Stylistic differences in fonts may seem to survive solely for aesthetic purposes, but the hundreds of different designs have additional functions as well. A typeface with serifs has “short lines stemming from and at an angle to the upper and lower ends of the strokes of a letter.” Otherwise known as “feet,” Times New Roman is an admired example of a font with serifs. Sans-serif fonts, like Comic sans. Serif texts are generally easier to read on paper because they allow the eye to development across a page in a straight line, while sans-serif texts are more appropriate for reading words on computer screens.

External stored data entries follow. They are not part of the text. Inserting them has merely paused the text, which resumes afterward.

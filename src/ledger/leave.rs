use chrono::{NaiveDate, NaiveDateTime};
use serde::{Deserialize, Serialize};
use utoipa::ToSchema;
use uuid::Uuid;

use crate::error::LedgerError;
use crate::ledger::aggregator;
use crate::ledger::policy::{AttendancePolicy, LeavePolicy};
use crate::model::leave_request::{
    LeaveBalance, LeaveRequest, LeaveStatus, LeaveType, NewLeaveRequest, ValidationHistory,
};
use crate::store::{AttendanceStore, LeaveFilter, LeaveStore};

/* =========================
Decision planning
========================= */

/// A requested status transition on a leave request.
#[derive(Debug, Clone)]
pub struct LeaveDecision {
    pub request_id: u64,
    pub target: LeaveStatus,
    pub validator_id: u64,
    pub comment: Option<String>,
    pub decided_at: NaiveDateTime,
}

/// What a transition does to the yearly balance of the requester.
#[derive(Debug, Clone, Copy, PartialEq, Eq, Serialize, ToSchema)]
pub enum BalanceEffect {
    Unchanged,
    Deduct(i32),
    Restore(i32),
}

/// Checks a transition against the state machine and derives its balance effect.
pub fn plan_decision(
    request: &LeaveRequest,
    leave_type: &LeaveType,
    target: LeaveStatus,
) -> Result<BalanceEffect, LedgerError> {
    if !request.status.can_transition_to(target) {
        return Err(LedgerError::conflict(format!(
            "Leave request {} is {} and cannot become {}",
            request.reference, request.status, target
        )));
    }
    if request.day_count <= 0 {
        return Err(LedgerError::validation("day_count must be a positive integer"));
    }
    if !leave_type.deducts_balance() {
        return Ok(BalanceEffect::Unchanged);
    }

    Ok(match (request.status, target) {
        (LeaveStatus::Pending, LeaveStatus::Approved) => BalanceEffect::Deduct(request.day_count),
        (LeaveStatus::Approved, LeaveStatus::Rejected) => BalanceEffect::Restore(request.day_count),
        _ => BalanceEffect::Unchanged,
    })
}

/// Acquired days for a balance row opened by the first approval of the year.
pub fn allotment_for(leave_type: &LeaveType, policy: &LeavePolicy) -> i32 {
    leave_type
        .annual_allotment
        .unwrap_or(policy.default_allotment)
}

/// Applies `effect` to an existing balance, or opens one for a deduction.
///
/// A restore without a balance row means the ledger is inconsistent and is refused.
pub fn apply_effect(
    current: Option<LeaveBalance>,
    effect: BalanceEffect,
    personnel_id: u64,
    year: i32,
    allotment: i32,
) -> Result<Option<LeaveBalance>, LedgerError> {
    match (effect, current) {
        (BalanceEffect::Unchanged, current) => Ok(current),
        (BalanceEffect::Deduct(days), current) => {
            let mut balance =
                current.unwrap_or_else(|| LeaveBalance::opening(personnel_id, year, allotment));
            balance.deduct(days);
            Ok(Some(balance))
        }
        (BalanceEffect::Restore(days), Some(mut balance)) => {
            balance.restore(days);
            Ok(Some(balance))
        }
        (BalanceEffect::Restore(_), None) => Err(LedgerError::conflict(format!(
            "No leave balance for personnel {personnel_id} in {year} to restore"
        ))),
    }
}

#[derive(Debug, Clone, Serialize, ToSchema)]
pub struct LeaveDecisionOutcome {
    pub request: LeaveRequest,
    pub previous_status: LeaveStatus,
    pub effect: BalanceEffect,
    /// Balance of the request year after the transition, when one exists.
    pub balance: Option<LeaveBalance>,
}

/* =========================
Submission and revision
========================= */

#[derive(Debug, Clone, Deserialize, ToSchema)]
#[schema(example = json!({
    "personnel_id": 7,
    "leave_type_id": 1,
    "date_start": "2024-03-10",
    "date_end": "2024-03-12",
    "day_count": 3,
    "reason": "Family visit"
}))]
pub struct LeaveSubmission {
    pub personnel_id: u64,
    pub leave_type_id: u64,
    #[schema(value_type = String, format = "date")]
    pub date_start: NaiveDate,
    #[schema(value_type = String, format = "date")]
    pub date_end: NaiveDate,
    pub day_count: i32,
    pub reason: Option<String>,
}

/// New values for a request that has not been decided yet.
#[derive(Debug, Clone, Deserialize, ToSchema)]
pub struct LeaveRevision {
    pub leave_type_id: u64,
    #[schema(value_type = String, format = "date")]
    pub date_start: NaiveDate,
    #[schema(value_type = String, format = "date")]
    pub date_end: NaiveDate,
    pub day_count: i32,
    pub reason: Option<String>,
}

fn check_period(date_start: NaiveDate, date_end: NaiveDate, day_count: i32) -> Result<(), LedgerError> {
    if date_start > date_end {
        return Err(LedgerError::validation("date_start cannot be after date_end"));
    }
    if day_count <= 0 {
        return Err(LedgerError::validation("day_count must be a positive integer"));
    }
    let span = (date_end - date_start).num_days() + 1;
    if i64::from(day_count) > span {
        return Err(LedgerError::validation(format!(
            "day_count {day_count} exceeds the {span} calendar days requested"
        )));
    }
    Ok(())
}

fn clean_text(value: Option<&str>) -> Option<String> {
    value
        .map(str::trim)
        .filter(|v| !v.is_empty())
        .map(str::to_string)
}

async fn active_leave_type<S: LeaveStore>(store: &S, id: u64) -> Result<LeaveType, LedgerError> {
    let leave_type = store
        .find_leave_type(id)
        .await?
        .ok_or_else(|| LedgerError::not_found(format!("Leave type {id}")))?;
    if !leave_type.active {
        return Err(LedgerError::validation(format!(
            "Leave type {} is no longer offered",
            leave_type.label
        )));
    }
    Ok(leave_type)
}

/// `ABS-<yyyymmddHHMMSS>-<8 hex>`
pub fn new_reference(at: NaiveDateTime) -> String {
    let suffix: String = Uuid::new_v4()
        .to_string()
        .chars()
        .filter(|c| *c != '-')
        .take(8)
        .collect();
    format!("ABS-{}-{}", at.format("%Y%m%d%H%M%S"), suffix)
}

pub async fn submit<S: AttendanceStore + LeaveStore>(
    store: &S,
    submission: &LeaveSubmission,
    requester_id: u64,
    now: NaiveDateTime,
) -> Result<LeaveRequest, LedgerError> {
    check_period(submission.date_start, submission.date_end, submission.day_count)?;

    store
        .find_personnel(submission.personnel_id)
        .await?
        .ok_or_else(|| LedgerError::not_found(format!("Personnel {}", submission.personnel_id)))?;
    active_leave_type(store, submission.leave_type_id).await?;

    let new_request = NewLeaveRequest {
        reference: new_reference(now),
        personnel_id: submission.personnel_id,
        leave_type_id: submission.leave_type_id,
        date_start: submission.date_start,
        date_end: submission.date_end,
        day_count: submission.day_count,
        reason: clean_text(submission.reason.as_deref()),
        requester_id,
    };
    let id = store.insert_leave_request(&new_request, now).await?;

    tracing::info!(
        leave_request_id = id,
        reference = %new_request.reference,
        personnel_id = new_request.personnel_id,
        "Leave request submitted"
    );

    store
        .find_leave_request(id)
        .await?
        .ok_or_else(|| LedgerError::not_found(format!("Leave request {id}")))
}

pub async fn revise<S: LeaveStore>(
    store: &S,
    id: u64,
    revision: &LeaveRevision,
) -> Result<LeaveRequest, LedgerError> {
    check_period(revision.date_start, revision.date_end, revision.day_count)?;

    let current = store
        .find_leave_request(id)
        .await?
        .ok_or_else(|| LedgerError::not_found(format!("Leave request {id}")))?;
    if current.status != LeaveStatus::Pending {
        return Err(LedgerError::conflict(format!(
            "Leave request {} is {} and can no longer be modified",
            current.reference, current.status
        )));
    }
    active_leave_type(store, revision.leave_type_id).await?;

    let revision = LeaveRevision {
        reason: clean_text(revision.reason.as_deref()),
        ..revision.clone()
    };
    if store.revise_pending_leave(id, &revision).await? == 0 {
        // decided between the read and the write
        return Err(LedgerError::conflict(format!(
            "Leave request {} was decided while being modified",
            current.reference
        )));
    }

    store
        .find_leave_request(id)
        .await?
        .ok_or_else(|| LedgerError::not_found(format!("Leave request {id}")))
}

/* =========================
Decisions
========================= */

/// Runs a transition through the store's transaction, then refreshes presence for
/// the covered days that already happened.
pub async fn decide<S: AttendanceStore + LeaveStore>(
    store: &S,
    attendance: &AttendancePolicy,
    leave: &LeavePolicy,
    decision: &LeaveDecision,
    today: NaiveDate,
) -> Result<LeaveDecisionOutcome, LedgerError> {
    if decision.target == LeaveStatus::Pending {
        return Err(LedgerError::validation("A decision cannot move a request back to Pending"));
    }

    let outcome = store.apply_leave_decision(decision, leave).await?;

    tracing::info!(
        leave_request_id = decision.request_id,
        from = %outcome.previous_status,
        to = %outcome.request.status,
        validator_id = decision.validator_id,
        effect = ?outcome.effect,
        "Leave request decided"
    );
    if let Some(balance) = outcome.balance {
        if balance.remaining_days < 0 {
            tracing::warn!(
                personnel_id = balance.personnel_id,
                year = balance.year,
                remaining_days = balance.remaining_days,
                "Leave balance overdrawn"
            );
        }
    }

    if matches!(
        (outcome.previous_status, outcome.request.status),
        (LeaveStatus::Pending, LeaveStatus::Approved) | (LeaveStatus::Approved, LeaveStatus::Rejected)
    ) {
        refresh_covered_days(store, attendance, &outcome.request, today).await;
    }

    Ok(outcome)
}

pub async fn cancel<S: AttendanceStore + LeaveStore>(
    store: &S,
    attendance: &AttendancePolicy,
    leave: &LeavePolicy,
    request_id: u64,
    actor_id: u64,
    comment: Option<String>,
    now: NaiveDateTime,
) -> Result<LeaveDecisionOutcome, LedgerError> {
    let decision = LeaveDecision {
        request_id,
        target: LeaveStatus::Cancelled,
        validator_id: actor_id,
        comment: clean_text(comment.as_deref()),
        decided_at: now,
    };
    decide(store, attendance, leave, &decision, now.date()).await
}

/// Failures are logged only; the decision itself is already committed.
async fn refresh_covered_days<S: AttendanceStore + LeaveStore>(
    store: &S,
    policy: &AttendancePolicy,
    request: &LeaveRequest,
    today: NaiveDate,
) {
    let last = request.date_end.min(today);
    let mut day = request.date_start;
    while day <= last {
        if let Err(e) = aggregator::aggregate_day(store, policy, request.personnel_id, day).await {
            tracing::warn!(
                error = %e,
                personnel_id = request.personnel_id,
                date = %day,
                "Presence refresh after leave decision failed"
            );
        }
        match day.succ_opt() {
            Some(next) => day = next,
            None => break,
        }
    }
}

/* =========================
Reads
========================= */

#[derive(Debug, Clone, Serialize, ToSchema)]
pub struct LeaveDetail {
    pub request: LeaveRequest,
    pub leave_type: LeaveType,
    pub history: Vec<ValidationHistory>,
    pub balance: LeaveBalance,
}

/// A request with its type, history and balance.
///
/// With `visible_to` set, requests of any other personnel are reported exactly like
/// missing ones, before anything else is loaded.
pub async fn detail<S: LeaveStore>(
    store: &S,
    policy: &LeavePolicy,
    id: u64,
    visible_to: Option<u64>,
) -> Result<LeaveDetail, LedgerError> {
    let request = store
        .find_leave_request(id)
        .await?
        .filter(|r| visible_to.is_none_or(|personnel_id| r.personnel_id == personnel_id))
        .ok_or_else(|| LedgerError::not_found(format!("Leave request {id}")))?;
    let leave_type = store
        .find_leave_type(request.leave_type_id)
        .await?
        .ok_or_else(|| LedgerError::not_found(format!("Leave type {}", request.leave_type_id)))?;
    let history = store.validation_history(id).await?;
    let balance = balance(store, policy, request.personnel_id, request.balance_year()).await?;

    Ok(LeaveDetail {
        request,
        leave_type,
        history,
        balance,
    })
}

/// Stored balance, or the opening balance a first approval would create.
pub async fn balance<S: LeaveStore>(
    store: &S,
    policy: &LeavePolicy,
    personnel_id: u64,
    year: i32,
) -> Result<LeaveBalance, LedgerError> {
    Ok(store
        .leave_balance(personnel_id, year)
        .await?
        .unwrap_or_else(|| LeaveBalance::opening(personnel_id, year, policy.default_allotment)))
}

pub async fn list<S: LeaveStore>(
    store: &S,
    filter: &LeaveFilter,
) -> Result<(Vec<LeaveRequest>, i64), LedgerError> {
    if filter.month.is_some() != filter.year.is_some() {
        return Err(LedgerError::validation("month and year must be given together"));
    }
    if filter.month.is_some() && filter.month_window().is_none() {
        return Err(LedgerError::validation("month must be between 1 and 12"));
    }
    store.list_leave_requests(filter).await
}

#[derive(Debug, Clone, PartialEq, Serialize, ToSchema)]
pub struct CalendarEntry {
    pub leave_request_id: u64,
    pub reference: String,
    pub personnel_id: u64,
    pub leave_type_id: u64,
}

#[derive(Debug, Clone, PartialEq, Serialize, ToSchema)]
pub struct CalendarDay {
    #[schema(value_type = String, format = "date")]
    pub date: NaiveDate,
    pub absences: Vec<CalendarEntry>,
}

/// Days of the month with at least one approved leave, in date order.
pub fn build_calendar(first: NaiveDate, last: NaiveDate, approved: &[LeaveRequest]) -> Vec<CalendarDay> {
    let mut days = Vec::new();
    let mut day = first;
    while day <= last {
        let absences: Vec<CalendarEntry> = approved
            .iter()
            .filter(|r| r.status == LeaveStatus::Approved && r.covers(day))
            .map(|r| CalendarEntry {
                leave_request_id: r.id,
                reference: r.reference.clone(),
                personnel_id: r.personnel_id,
                leave_type_id: r.leave_type_id,
            })
            .collect();
        if !absences.is_empty() {
            days.push(CalendarDay { date: day, absences });
        }
        match day.succ_opt() {
            Some(next) => day = next,
            None => break,
        }
    }
    days
}

pub async fn calendar<S: LeaveStore>(
    store: &S,
    year: i32,
    month: u32,
    personnel_id: Option<u64>,
) -> Result<Vec<CalendarDay>, LedgerError> {
    let (first, last) = aggregator::month_bounds(year, month)
        .ok_or_else(|| LedgerError::validation("month must be between 1 and 12"))?;
    let approved = store.approved_leaves_between(first, last, personnel_id).await?;
    Ok(build_calendar(first, last, &approved))
}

For his master’s thesis, Boer strove to generate a font that both bridged the gap between paper and monitor, and gave relief to dyslexics. Called “Dyslexie,” the font ensures that mirror characters—such as ‘b’ and‘d’—are written just slightly reflections. There is no known cure for dyslexia and Boer himself is obstinate that his font is not misconstrued as such. He calls Dyslexie a “wheelchair” that can help get better reading accuracy and patience. Already receiving much media attention and positive comment from dyslexics and non-dyslexics alike, there is no denying that Christian Boer’s creation may become a necessary element for language progression.